Recorded data:
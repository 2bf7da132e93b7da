use crate::domain::AccessToken;
use tokio_util::sync::CancellationToken;

/// Signed-in state of the console: bearer credential plus the identity it was
/// issued to.
///
/// Every session carries a scope token. Work started on behalf of the session
/// (background polling) watches that token and stops when the session ends.
#[derive(Debug)]
pub struct Session {
    credential: Option<AccessToken>,
    identity: Option<String>,
    scope: CancellationToken,
    generation: u64,
}

impl Session {
    /// A session with no credential; its scope is already cancelled
    pub fn signed_out() -> Self {
        let scope = CancellationToken::new();
        scope.cancel();
        Self {
            credential: None,
            identity: None,
            scope,
            generation: 0,
        }
    }

    /// Start a new session, replacing whatever was held before
    pub fn establish(&mut self, identity: String, credential: AccessToken) -> CancellationToken {
        self.scope.cancel();
        self.credential = Some(credential);
        self.identity = Some(identity);
        self.scope = CancellationToken::new();
        self.generation += 1;
        self.scope.clone()
    }

    /// Drop the credential and identity and cancel the session scope.
    /// Returns false if there was nothing to tear down.
    pub fn teardown(&mut self) -> bool {
        let had_credential = self.credential.take().is_some();
        self.identity = None;
        self.scope.cancel();
        had_credential
    }

    pub fn credential(&self) -> Option<&AccessToken> {
        self.credential.as_ref()
    }

    pub fn identity(&self) -> Option<&str> {
        self.identity.as_deref()
    }

    pub fn scope(&self) -> CancellationToken {
        self.scope.clone()
    }

    pub fn is_authenticated(&self) -> bool {
        self.credential.is_some()
    }

    /// Counter bumped by every `establish`; identifies which sign-in a
    /// request's credential came from
    pub fn generation(&self) -> u64 {
        self.generation
    }
}

impl Default for Session {
    fn default() -> Self {
        Self::signed_out()
    }
}
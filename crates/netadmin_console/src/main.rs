mod config;
mod console;

use common::auth::SessionGuard;
use common::domain::InventoryApi;
use common::http::{HttpClientConfig, HttpInventoryClient};
use common::telemetry::{Telemetry, TelemetryConfig};
use crate::config::ServiceConfig;
use crate::console::{NetadminConsole, NetadminConsoleConfig};
use inventory_sync::{SessionService, SignInInput};
use netadmin_runner::Runner;
use std::sync::Arc;
use tracing::{error, info};

#[tokio::main]
async fn main() {
    let config = match ServiceConfig::from_env() {
        Ok(cfg) => cfg,
        Err(e) => {
            eprintln!("Failed to load configuration: {}", e);
            std::process::exit(1);
        }
    };

    let telemetry = match Telemetry::init(&TelemetryConfig {
        service_name: config.otel_service_name.clone(),
        log_level: config.log_level.clone(),
        otlp_endpoint: config.otel_enabled.then(|| config.otel_endpoint.clone()),
    }) {
        Ok(telemetry) => telemetry,
        Err(e) => {
            eprintln!("Failed to initialize telemetry: {}", e);
            std::process::exit(1);
        }
    };

    info!(
        api_base_url = %config.api_base_url,
        otlp = telemetry.exports_otlp(),
        "starting netadmin console"
    );

    let guard = SessionGuard::new();
    let client = match HttpInventoryClient::new(
        &HttpClientConfig {
            base_url: config.api_base_url.clone(),
            timeout: config.request_timeout(),
        },
        guard.clone(),
    ) {
        Ok(client) => client,
        Err(e) => {
            error!("failed to build inventory client: {}", e);
            telemetry.shutdown();
            std::process::exit(1);
        }
    };
    let api: Arc<dyn InventoryApi> = Arc::new(client);

    let sessions = Arc::new(SessionService::new(Arc::clone(&api), guard));
    let session_scope = match sessions
        .sign_in(SignInInput {
            email: config.operator_email.clone(),
            password: config.operator_password.clone(),
        })
        .await
    {
        Ok(scope) => scope,
        Err(e) => {
            error!(error = %e, "{}", e.user_message());
            telemetry.shutdown();
            std::process::exit(1);
        }
    };

    let console = NetadminConsole::new(
        api,
        session_scope,
        NetadminConsoleConfig {
            history_poll_interval: config.history_poll_interval(),
            scan_history_limit: config.scan_history_limit,
            recent_activity_count: config.recent_activity_count,
        },
    );
    console.activate().await;

    let mut runner = Runner::new();
    for (name, process) in console.into_runner_processes() {
        runner = runner.with_named_process(name, process);
    }

    runner = runner
        .with_closer({
            let sessions = Arc::clone(&sessions);
            move || async move {
                info!("running cleanup tasks");
                sessions.sign_out().await;
                telemetry.shutdown();
                Ok(())
            }
        })
        .with_closer_timeout(config.closer_timeout());

    if let Err(e) = runner.run().await {
        eprintln!("netadmin console stopped: {:#}", e);
        std::process::exit(1);
    }
}
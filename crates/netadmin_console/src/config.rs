use config::{Config, ConfigError, Environment};
use serde::{Deserialize, Serialize};
use std::time::Duration;

#[derive(Debug, Deserialize, Serialize, Clone)]
pub struct ServiceConfig {
    /// Log level (trace, debug, info, warn, error)
    #[serde(default = "default_log_level")]
    pub log_level: String,

    // Inventory service
    /// Base URL of the inventory REST API
    #[serde(default = "default_api_base_url")]
    pub api_base_url: String,

    /// Per-request timeout in seconds
    #[serde(default = "default_request_timeout_secs")]
    pub request_timeout_secs: u64,

    /// Operator email used to sign in
    #[serde(default)]
    pub operator_email: String,

    /// Operator password used to sign in
    #[serde(default)]
    #[serde(skip_serializing)]
    pub operator_password: String,

    // Polling
    /// Scan history refresh period in seconds
    #[serde(default = "default_history_poll_interval_secs")]
    pub history_poll_interval_secs: u64,

    /// Number of scan results fetched per history refresh
    #[serde(default = "default_scan_history_limit")]
    pub scan_history_limit: u32,

    /// Number of entries in the recent activity digest
    #[serde(default = "default_recent_activity_count")]
    pub recent_activity_count: usize,

    // Telemetry
    #[serde(default = "default_otel_enabled")]
    pub otel_enabled: bool,

    #[serde(default = "default_otel_endpoint")]
    pub otel_endpoint: String,

    #[serde(default = "default_otel_service_name")]
    pub otel_service_name: String,

    /// Time allowed for shutdown tasks in seconds
    #[serde(default = "default_closer_timeout_secs")]
    pub closer_timeout_secs: u64,
}

fn default_log_level() -> String {
    "info".to_string()
}

fn default_api_base_url() -> String {
    "http://127.0.0.1:8000".to_string()
}

fn default_request_timeout_secs() -> u64 {
    30
}

fn default_history_poll_interval_secs() -> u64 {
    5
}

fn default_scan_history_limit() -> u32 {
    50
}

fn default_recent_activity_count() -> usize {
    5
}

fn default_otel_enabled() -> bool {
    false
}

fn default_otel_endpoint() -> String {
    "http://localhost:4317".to_string()
}

fn default_otel_service_name() -> String {
    "netadmin-console".to_string()
}

fn default_closer_timeout_secs() -> u64 {
    10
}

impl ServiceConfig {
    pub fn from_env() -> Result<Self, ConfigError> {
        Config::builder()
            .add_source(Environment::with_prefix("NETADMIN"))
            .build()?
            .try_deserialize()
    }

    pub fn request_timeout(&self) -> Duration {
        Duration::from_secs(self.request_timeout_secs)
    }

    pub fn history_poll_interval(&self) -> Duration {
        Duration::from_secs(self.history_poll_interval_secs.max(1))
    }

    pub fn closer_timeout(&self) -> Duration {
        Duration::from_secs(self.closer_timeout_secs)
    }
}

#[cfg(test)]
mod tests {
    use super::*;
    use std::sync::Mutex;

    // Tests touching NETADMIN_ variables must not overlap
    static TEST_LOCK: Mutex<()> = Mutex::new(());

    const VARS: [&str; 4] = [
        "NETADMIN_LOG_LEVEL",
        "NETADMIN_API_BASE_URL",
        "NETADMIN_HISTORY_POLL_INTERVAL_SECS",
        "NETADMIN_OPERATOR_EMAIL",
    ];

    fn clear_vars() {
        for var in VARS {
            std::env::remove_var(var);
        }
    }

    #[test]
    fn test_default_config() {
        let _lock = TEST_LOCK.lock().unwrap();
        clear_vars();

        let config = ServiceConfig::from_env().unwrap();
        assert_eq!(config.log_level, "info");
        assert_eq!(config.api_base_url, "http://127.0.0.1:8000");
        assert_eq!(config.history_poll_interval(), Duration::from_secs(5));
        assert_eq!(config.scan_history_limit, 50);
        assert_eq!(config.recent_activity_count, 5);
        assert!(config.operator_email.is_empty());
        assert!(!config.otel_enabled);
    }

    #[test]
    fn test_custom_config() {
        let _lock = TEST_LOCK.lock().unwrap();
        clear_vars();
        std::env::set_var("NETADMIN_LOG_LEVEL", "debug");
        std::env::set_var("NETADMIN_API_BASE_URL", "http://inventory:9000/");
        std::env::set_var("NETADMIN_HISTORY_POLL_INTERVAL_SECS", "15");
        std::env::set_var("NETADMIN_OPERATOR_EMAIL", "admin@test.com");

        let config = ServiceConfig::from_env().unwrap();
        assert_eq!(config.log_level, "debug");
        assert_eq!(config.api_base_url, "http://inventory:9000/");
        assert_eq!(config.history_poll_interval(), Duration::from_secs(15));
        assert_eq!(config.operator_email, "admin@test.com");

        clear_vars();
    }

    #[test]
    fn test_zero_poll_interval_is_clamped() {
        let _lock = TEST_LOCK.lock().unwrap();
        clear_vars();
        std::env::set_var("NETADMIN_HISTORY_POLL_INTERVAL_SECS", "0");

        let config = ServiceConfig::from_env().unwrap();
        assert_eq!(config.history_poll_interval(), Duration::from_secs(1));

        clear_vars();
    }
}
mod session;
mod session_guard;

pub use session::*;
pub use session_guard::*;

**TASK TO COMPLETE**: Look above for the line with "pub fn history_poll_interval(&self)" and the line with "use std::sync::Mutex;"; transcribe both and all lines in between, exactly, and nothing else.

**SOLUTION FOR THIS TASK**:
    pub fn history_poll_interval(&self) -> Duration {
        Duration::from_secs(self.history_poll_interval_secs.max(1))
    }

    pub fn closer_timeout(&self) -> Duration {
        Duration::from_secs(self.closer_timeout_secs)
    }
}

#[cfg(test)]
mod tests {
    use super::*;
    use std::sync::Mutex;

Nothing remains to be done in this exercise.